* **Task instructions**: Please copy every line from the following entries in which the word "MODERATE" appears.

* **Collected data**:
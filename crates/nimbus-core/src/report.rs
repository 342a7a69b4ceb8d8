/// Plain-text rainfall report writers.

use std::io::{self, Write};

use crate::aggregate::Likelihood;
use crate::config::ReportStyle;
use crate::pipeline::Analysis;

const RULE_WIDTH: usize = 70;

fn heavy_rule(w: &mut impl Write) -> io::Result<()> {
    writeln!(w, "{}", "=".repeat(RULE_WIDTH))
}

fn light_rule(w: &mut impl Write) -> io::Result<()> {
    writeln!(w, "{}", "-".repeat(RULE_WIDTH))
}

/// Write the report for `analysis` in the given style.
pub fn write_report(w: &mut impl Write, analysis: &Analysis, style: ReportStyle) -> io::Result<()> {
    match style {
        ReportStyle::Table => write_table(w, analysis),
        ReportStyle::Detailed => write_detailed(w, analysis),
    }
}

/// Region names grouped by likelihood, ranked order within each group.
/// Labels with no regions are omitted.
pub fn summary_groups(analysis: &Analysis) -> Vec<(Likelihood, Vec<&str>)> {
    Likelihood::ALL
        .iter()
        .filter_map(|&l| {
            let names: Vec<&str> = analysis.by_likelihood(l).map(|r| r.name.as_str()).collect();
            (!names.is_empty()).then_some((l, names))
        })
        .collect()
}

fn write_group(w: &mut impl Write, heading: &str, names: &[&str]) -> io::Result<()> {
    writeln!(w)?;
    writeln!(w, "{heading}")?;
    for name in names {
        writeln!(w, "  - {name}")?;
    }
    Ok(())
}

// ── Table ─────────────────────────────────────────────────────────────────────

fn write_table(w: &mut impl Write, analysis: &Analysis) -> io::Result<()> {
    heavy_rule(w)?;
    writeln!(w, "RAINFALL PROBABILITY ANALYSIS - Thermal IR Image")?;
    heavy_rule(w)?;
    writeln!(w)?;

    writeln!(w, "{:<45} {:>8} {:>8} {:>12}", "Region", "Dense%", "Medium%", "Likelihood")?;
    light_rule(w)?;
    for r in &analysis.regions {
        writeln!(
            w,
            "{:<45} {:>7.1}% {:>7.1}% {:>12}",
            r.name,
            r.dense_pct(),
            r.medium_pct(),
            r.likelihood
        )?;
    }

    writeln!(w)?;
    heavy_rule(w)?;
    writeln!(w, "SUMMARY - Areas with Rainfall Potential:")?;
    heavy_rule(w)?;

    for (likelihood, names) in summary_groups(analysis) {
        match likelihood {
            Likelihood::High => write_group(w, "HIGH PROBABILITY:", &names)?,
            Likelihood::Moderate => write_group(w, "MODERATE PROBABILITY:", &names)?,
            Likelihood::Low | Likelihood::Unlikely => {}
        }
    }
    Ok(())
}

// ── Detailed ──────────────────────────────────────────────────────────────────

fn write_detailed(w: &mut impl Write, analysis: &Analysis) -> io::Result<()> {
    let t = &analysis.thresholds;
    let sym = analysis.edge.symbol();
    let scene = &analysis.scene;

    heavy_rule(w)?;
    writeln!(w, "SATELLITE IMAGE RAINFALL ANALYSIS REPORT")?;
    writeln!(w, "Thermal Infrared Brightness Classification")?;
    heavy_rule(w)?;

    writeln!(w)?;
    writeln!(w, "OVERALL CLOUD STATISTICS:")?;
    let dense_label = format!("Dense cloud cover ({sym}{} brightness):", t.dense);
    let medium_label = format!("Medium cloud cover ({}-{}):", t.medium, t.dense);
    writeln!(w, "  {dense_label:<37}{:.1}%", scene.percentages.dense)?;
    writeln!(w, "  {medium_label:<37}{:.1}%", scene.percentages.medium)?;
    writeln!(w, "  {:<37}{:.1}", "Mean brightness:", scene.mean_brightness)?;

    writeln!(w)?;
    light_rule(w)?;
    writeln!(w, "REGIONAL RAINFALL ANALYSIS:")?;
    light_rule(w)?;

    for r in &analysis.regions {
        writeln!(w)?;
        writeln!(w, "{}", r.name)?;
        if let Some(desc) = &r.description {
            writeln!(w, "  Areas: {desc}")?;
        }
        writeln!(
            w,
            "  Dense clouds: {:.1}% | Medium clouds: {:.1}%",
            r.dense_pct(),
            r.medium_pct()
        )?;
        writeln!(w, "  >>> RAINFALL LIKELIHOOD: {}", r.likelihood)?;
    }

    writeln!(w)?;
    heavy_rule(w)?;
    writeln!(w, "SUMMARY:")?;
    heavy_rule(w)?;

    for (likelihood, names) in summary_groups(analysis) {
        match likelihood {
            Likelihood::High => write_group(w, "HIGH probability of rain in:", &names)?,
            Likelihood::Moderate => write_group(w, "MODERATE probability of rain in:", &names)?,
            Likelihood::Unlikely => write_group(w, "Likely to remain DRY:", &names)?,
            Likelihood::Low => {}
        }
    }
    Ok(())
}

* **Problem solution**:
            Likelihood::Moderate => write_group(w, "MODERATE PROBABILITY:", &names)?,
            Likelihood::Moderate => write_group(w, "MODERATE probability of rain in:", &names)?,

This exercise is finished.